C'est comme si Tom Cooper nous disait "voilà, j'aurais pu continuer comme ça, mais j'ai choisi de passer à la vitesse supérieure". Et sans s'en rendre compte, nous voilà captivés, subjugués par une histoire que l'on a vue venir tout en la sous-estimant. On savait que quelque chose relierait ces vies désenchantées et salie par la vase, par le pétrole, par les catastrophes et empestant la crevette. Mais on ne pensait pas que cela les relierait aussi bien. Difficile d'exprimer ce que la lecture des Maraudeurs déclenche en nous : une sorte de fascination triste, un peu perverse aussi. Parce quoi qu'on en dise, on adore ces histoires de marécages. Et qu'on en redemande encore.
Cela fait bien longtemps qu'en parcourant les auteurs américains qui osent parler de la profondeur de leur pays (de cette profondeur bien souvent dure et sale), nous ne sommes pas tombés sur un écrivain de cette sorte là. Vous savez, le dernier c'était probablement Donald Ray Pollock. Les deux se ressemblent bien. Ils savent mettre en scène des éclopés de la vie étasunienne. Et ils savent nous les faire aimer. Impossible de détester le personnage de Lindquist ici. Cet homme à qui il ne reste qu'un bras, et qui se fait voler sa prothèse en guise d'introduction. Qui parcourt la Barataria avec son détecteur de métaux, dans une certitude constante de découvrir le trésor de sa vie. Celui qui lui permettra de partir de cet enfer, de vivre une autre vie. Bien évidemment, ce n'est pas spoiler que de dire que cela n'arrivera jamais. On ne sort pas du Bayou. Une fois né et grandi en lui, on y reste jusqu'à la mort -même quand elle est violente. C'est ce que comprend le jeune personnage du livre, Wes Trench, une fois les péripéties en passe de se terminer : 
"Quand on traversait la ville, on ne voyait que des devantures condamnées, des bicoques affaissées sous le poids des éléments et des pontons qui partaient en ruine, une planche après l'autre, engloutis dans le bayou.

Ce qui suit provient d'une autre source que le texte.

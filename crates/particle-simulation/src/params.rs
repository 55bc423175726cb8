//! Tunable parameters for runtime editing
//!
//! Each record is read at the start of a tick and never written by the models.
//! Ranges are enforced by the host's sliders; the models only guard against
//! division by zero.

use particle_physics::{OrbitalType, SteeringWeights, COHERENCE_TEMPERATURE, CRITICAL_TEMPERATURE};
use serde::{Deserialize, Serialize};

#[derive(Clone, Copy, Debug, PartialEq, Serialize, Deserialize)]
#[serde(default)]
pub struct FlockingParams {
    pub separation: f32,
    pub alignment: f32,
    pub cohesion: f32,
    /// Target speed; also the speed cap
    pub speed: f32,
    pub perception_radius: f32,
    /// Cap on the combined steering per tick; keeps strong weights from overshooting
    pub max_force: f32,
    pub particle_count: usize,
    /// Alpha of the overpaint rectangle; lower means longer trails
    pub trail_length: f32,
}

impl Default for FlockingParams {
    fn default() -> Self {
        Self {
            separation: 1.8,
            alignment: 1.2,
            cohesion: 1.0,
            speed: 3.5,
            perception_radius: 60.0,
            max_force: 0.35,
            particle_count: 600,
            trail_length: 0.15,
        }
    }
}

impl FlockingParams {
    pub fn weights(&self) -> SteeringWeights {
        SteeringWeights {
            separation: self.separation,
            alignment: self.alignment,
            cohesion: self.cohesion,
            speed: self.speed,
            max_force: self.max_force,
        }
    }
}

#[derive(Clone, Copy, Debug, PartialEq, Serialize, Deserialize)]
#[serde(default)]
pub struct PairingParams {
    pub particle_count: usize,
    /// Reduced temperature T/Tc in [0, 1]
    pub temperature: f32,
    pub coupling_range: f32,
    pub coupling_strength: f32,
    pub friction: f32,
}

impl Default for PairingParams {
    fn default() -> Self {
        Self {
            particle_count: 800,
            temperature: 0.8,
            coupling_range: 60.0,
            coupling_strength: 0.05,
            friction: 0.02,
        }
    }
}

impl PairingParams {
    pub fn regime(&self) -> PairingRegime {
        PairingRegime::from_temperature(self.temperature)
    }
}

/// Phase of the electron gas for a given temperature
#[derive(Clone, Copy, Debug, PartialEq, Eq)]
pub enum PairingRegime {
    /// Macroscopic quantum state with coherent drift
    Condensate,
    /// Pairs form and break
    Fluctuating,
    /// Thermal motion dominates
    Normal,
}

impl PairingRegime {
    pub fn from_temperature(temperature: f32) -> Self {
        if temperature < COHERENCE_TEMPERATURE {
            PairingRegime::Condensate
        } else if temperature < CRITICAL_TEMPERATURE {
            PairingRegime::Fluctuating
        } else {
            PairingRegime::Normal
        }
    }

    pub fn description(self) -> &'static str {
        match self {
            PairingRegime::Condensate => "Macroscopic quantum state (condensate)",
            PairingRegime::Fluctuating => "Transition region (pairing fluctuations)",
            PairingRegime::Normal => "Normal state (thermal motion)",
        }
    }
}

#[derive(Clone, Copy, Debug, PartialEq, Serialize, Deserialize)]
#[serde(default)]
pub struct GravityParams {
    pub gravitational_constant: f32,
    pub central_mass: f32,
    pub body_count: usize,
    pub capture_radius: f32,
    pub spawn_radius: f32,
    pub max_radius: f32,
    /// Respawn speed band, tangential
    pub orbit_speed_min: f32,
    pub orbit_speed_max: f32,
    /// Energy kept when bouncing off the outer boundary
    pub bounce_damping: f32,
    pub inward_nudge: f32,
    /// Velocity retained per tick
    pub drag: f32,
    pub softening: f32,
    pub trail_capacity: usize,
}

impl Default for GravityParams {
    fn default() -> Self {
        Self {
            gravitational_constant: 0.08,
            central_mass: 5.0,
            body_count: 12,
            capture_radius: 1.0,
            spawn_radius: 22.0,
            max_radius: 24.0,
            orbit_speed_min: 0.2,
            orbit_speed_max: 0.3,
            bounce_damping: 0.6,
            inward_nudge: 0.05,
            drag: 0.9995,
            softening: 0.1,
            trail_capacity: 90,
        }
    }
}

impl GravityParams {
    /// G·M of the central body
    pub fn gm(&self) -> f32 {
        self.gravitational_constant * self.central_mass
    }
}

#[derive(Clone, Copy, Debug, PartialEq, Serialize, Deserialize)]
#[serde(default)]
pub struct OrbitalParams {
    #[serde(with = "orbital_label")]
    pub orbital: OrbitalType,
    pub sample_count: usize,
    /// Rejection-sampling attempts per point before the last candidate is kept
    pub max_attempts: u32,
}

impl Default for OrbitalParams {
    fn default() -> Self {
        Self {
            orbital: OrbitalType::GroundState,
            sample_count: 5500,
            max_attempts: 10_000,
        }
    }
}

/// Serialize orbitals by their spectroscopic label ("1s", "2p", ...)
mod orbital_label {
    use particle_physics::OrbitalType;
    use serde::{de::Error, Deserialize, Deserializer, Serializer};

    pub fn serialize<S: Serializer>(orbital: &OrbitalType, serializer: S) -> Result<S::Ok, S::Error> {
        serializer.serialize_str(orbital.label())
    }

    pub fn deserialize<'de, D: Deserializer<'de>>(deserializer: D) -> Result<OrbitalType, D::Error> {
        let label = String::deserialize(deserializer)?;
        OrbitalType::from_label(&label)
            .ok_or_else(|| D::Error::custom(format!("unknown orbital '{label}', expected 1s, 2s, 2p or 3d")))
    }
}

#[derive(Clone, Copy, Debug, PartialEq, Serialize, Deserialize)]
#[serde(default)]
pub struct NetworkParams {
    pub max_nodes: usize,
    /// Canvas area per node, in square logical pixels
    pub area_per_node: f32,
    pub link_distance: f32,
    /// Velocity components are drawn from [-drift_speed / 2, drift_speed / 2]
    pub drift_speed: f32,
}

impl Default for NetworkParams {
    fn default() -> Self {
        Self {
            max_nodes: 80,
            area_per_node: 15_000.0,
            link_distance: 180.0,
            drift_speed: 0.15,
        }
    }
}

impl NetworkParams {
    /// Node count for a canvas of the given size
    pub fn node_count(&self, width: f32, height: f32) -> usize {
        if self.area_per_node <= 0.0 {
            return self.max_nodes;
        }
        let by_area = (width.max(0.0) * height.max(0.0) / self.area_per_node) as usize;
        by_area.min(self.max_nodes)
    }
}

#[cfg(test)]
mod tests {
    use super::*;

    #[test]
    fn test_regimes_follow_thresholds() {
        assert_eq!(PairingRegime::from_temperature(0.1), PairingRegime::Condensate);
        assert_eq!(PairingRegime::from_temperature(0.45), PairingRegime::Fluctuating);
        assert_eq!(PairingRegime::from_temperature(0.6), PairingRegime::Normal);
        assert_eq!(PairingParams::default().regime(), PairingRegime::Normal);
    }

    #[test]
    fn test_network_count_capped() {
        let params = NetworkParams::default();
        assert_eq!(params.node_count(300.0, 100.0), 2);
        assert_eq!(params.node_count(4000.0, 4000.0), 80);
        assert_eq!(params.node_count(0.0, 100.0), 0);
    }

    #[test]
    fn test_gm() {
        let params = GravityParams {
            gravitational_constant: 0.5,
            central_mass: 4.0,
            ..Default::default()
        };
        assert_eq!(params.gm(), 2.0);
    }
}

Et toujours ce même refrain, à la télé comme dans les livres : la Barataria était en train de disparaître, de s'effondrer dans les eaux du golfe. (...) Bientôt, disaient les anciens, Jeanette ne serait plus qu'une ville fantôme, noyée au fond de la baie. La tombe de vos parents, la tombe de vos grands-parents, peut-être même votre propre tombe- six pieds sous l'eau. (...)

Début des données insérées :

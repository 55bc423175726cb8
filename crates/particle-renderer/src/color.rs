/// Straight-alpha sRGB color with components in [0, 1]
///
/// Canvas compositing happens in sRGB space, so no linear conversion is done.
#[derive(Clone, Copy, Debug, PartialEq)]
pub struct Color {
    pub r: f32,
    pub g: f32,
    pub b: f32,
    pub a: f32,
}

impl Color {
    pub const fn new(r: f32, g: f32, b: f32, a: f32) -> Self {
        Self { r, g, b, a }
    }

    pub const fn transparent() -> Self {
        Self::new(0.0, 0.0, 0.0, 0.0)
    }

    /// Opaque color from 8-bit sRGB channels
    pub const fn from_rgb8(r: u8, g: u8, b: u8) -> Self {
        Self::from_srgba(r, g, b, 255)
    }

    #[inline]
    pub const fn from_srgba(r: u8, g: u8, b: u8, a: u8) -> Self {
        Self::new(
            r as f32 / 255.0,
            g as f32 / 255.0,
            b as f32 / 255.0,
            a as f32 / 255.0,
        )
    }

    /// `#rrggbb` as an opaque color
    pub const fn from_hex(hex: u32) -> Self {
        Self::from_rgb8((hex >> 16) as u8, (hex >> 8) as u8, hex as u8)
    }

    pub fn from_catppuccin(color: &catppuccin::Color) -> Self {
        Self::from_rgb8(color.rgb.r, color.rgb.g, color.rgb.b)
    }

    /// with alpha builder method taking f32
    pub fn with_alpha(mut self, alpha: f32) -> Self {
        self.a = alpha.clamp(0.0, 1.0);
        self
    }

    /// Component-wise interpolation, alpha included
    pub fn lerp(self, other: Color, t: f32) -> Self {
        let t = t.clamp(0.0, 1.0);
        Self::new(
            self.r + (other.r - self.r) * t,
            self.g + (other.g - self.g) * t,
            self.b + (other.b - self.b) * t,
            self.a + (other.a - self.a) * t,
        )
    }

    pub fn to_rgba8(self) -> [u8; 4] {
        let quantize = |c: f32| (c.clamp(0.0, 1.0) * 255.0).round() as u8;
        [quantize(self.r), quantize(self.g), quantize(self.b), quantize(self.a)]
    }
}

/// Scene colors
pub mod palette {
    use super::Color;

    pub mod flocking {
        use super::Color;

        pub const BACKGROUND: Color = Color::from_rgb8(2, 6, 23);
        pub const BOID: Color = Color::from_rgb8(100, 255, 218);
    }

    pub mod pairing {
        use super::Color;

        pub const BACKGROUND: Color = Color::from_hex(0x020611);
        pub const LINK: Color = Color::from_rgb8(91, 192, 190);
        pub const PAIRED: Color = Color::from_rgb8(200, 220, 230);
        pub const UNPAIRED: Color = Color::from_rgb8(100, 116, 139);
    }

    pub mod orbital {
        use super::Color;

        pub const BACKGROUND: Color = Color::from_hex(0x02040a);
        pub const CLOUD: Color = Color::from_rgb8(100, 149, 237);
        pub const ELECTRON: Color = Color::from_rgb8(0, 255, 255);
        pub const CORE: Color = Color::from_rgb8(255, 255, 255);
        pub const NUCLEUS: Color = Color::from_rgb8(200, 220, 255);
    }

    pub mod network {
        use super::Color;

        pub const GRADIENT: [(f32, Color); 3] = [
            (0.0, Color::from_hex(0x020c1b)),
            (0.6, Color::from_hex(0x0a192f)),
            (1.0, Color::from_hex(0x112240)),
        ];
        pub const LINK: Color = Color::from_rgb8(136, 146, 176);
        pub const NODE: Color = Color::from_rgb8(204, 214, 246);
    }

    /// Gravity uses the catppuccin mocha base, body colors come from the bodies
    pub fn gravity_background() -> Color {
        Color::from_catppuccin(&catppuccin::PALETTE.mocha.colors.crust)
    }
}

#[cfg(test)]
mod tests {
    use super::*;

    #[test]
    fn test_hex_matches_channels() {
        assert_eq!(Color::from_hex(0x020611), Color::from_rgb8(2, 6, 17));
    }

    #[test]
    fn test_rgba8_round_trips_channels() {
        let color = Color::from_srgba(91, 192, 190, 38);
        assert_eq!(color.to_rgba8(), [91, 192, 190, 38]);
    }

    #[test]
    fn test_lerp_fades_alpha() {
        let start = palette::orbital::NUCLEUS.with_alpha(0.2);
        let end = palette::orbital::NUCLEUS.with_alpha(0.0);
        let mid = start.lerp(end, 0.5);
        assert!((mid.a - 0.1).abs() < 1e-6);
        assert_eq!(mid.r, start.r);
    }
}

Dès qu'il franchissait les frontières de Jeanette, il se faisait l'effet d'un étranger, d'un inconnu du passage. Sa façon de parler, les mots qu'il employait, le teint bistre de sa peau, couleur de boue. Les gens lui disaient qu'il avait le bayou dans la voix. D'autres, moins amènes, le traitaient de plouc. (...) Pour le meilleur et pour le pire, c'était ici qu'il était chez lui, dans la Barataria. Quoi que cela puisse vouloir dire. 
Wes sentait que son avenir était enraciné à ce lieu. A moins qu'il n'y fût attaché au contraire par la force de la gravité du passé. Peut-être un peu des deux."
C'est un souffle frais apporté par Cooper avec ce livre merveilleux, malgré toute la douleur qu'il contient. Une ode incroyable et savoureuse au Bayou ; à ce qui se meurt et se démène pour ne pas couler. A ce qui disparaît, parce qu'on en a oublié un moment la beauté.